[Opening THE DATA section]
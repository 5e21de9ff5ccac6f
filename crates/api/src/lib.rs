//! HTTP API layer with Axum routes and middleware.
//!
//! This crate provides:
//! - REST API routes for the treasury
//! - Staff token middleware
//! - Request extractors
//! - Response types

pub mod middleware;
pub mod routes;

use aula_core::storage::ReceiptStore;
use aula_shared::JwtService;
use axum::Router;
use sea_orm::DatabaseConnection;
use std::sync::Arc;
use tower_http::cors::{Any, CorsLayer};
use tower_http::trace::TraceLayer;

/// Application state shared across handlers.
#[derive(Clone)]
pub struct AppState {
    /// Database connection pool.
    pub db: Arc<DatabaseConnection>,
    /// JWT service for staff token validation.
    pub jwt_service: Arc<JwtService>,
    /// Receipt file store (optional; evidence uploads 503 without it).
    pub receipts: Option<Arc<ReceiptStore>>,
}

/// Creates the main application router.
pub fn create_router(state: AppState) -> Router {
    Router::new()
        .nest("/api/v1", routes::api_routes_with_state(state.clone()))
        .layer(TraceLayer::new_for_http())
        .layer(
            CorsLayer::new()
                .allow_origin(Any)
                .allow_methods(Any)
                .allow_headers(Any),
        )
        .with_state(state)
}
[Closing THE DATA section]
■ AIM OF THE TASK ■
Could you quote, exactly as they appear, the line containing "pub mod middleware;" and every line after it to the end of the records above?

■ WRITTEN RESPONSE ■
pub mod middleware;
pub mod routes;

use aula_core::storage::ReceiptStore;
use aula_shared::JwtService;
use axum::Router;
use sea_orm::DatabaseConnection;
use std::sync::Arc;
use tower_http::cors::{Any, CorsLayer};
use tower_http::trace::TraceLayer;

/// Application state shared across handlers.
#[derive(Clone)]
pub struct AppState {
    /// Database connection pool.
    pub db: Arc<DatabaseConnection>,
    /// JWT service for staff token validation.
    pub jwt_service: Arc<JwtService>,
    /// Receipt file store (optional; evidence uploads 503 without it).
    pub receipts: Option<Arc<ReceiptStore>>,
}

/// Creates the main application router.
pub fn create_router(state: AppState) -> Router {
    Router::new()
        .nest("/api/v1", routes::api_routes_with_state(state.clone()))
        .layer(TraceLayer::new_for_http())
        .layer(
            CorsLayer::new()
                .allow_origin(Any)
                .allow_methods(Any)
                .allow_headers(Any),
        )
        .with_state(state)
}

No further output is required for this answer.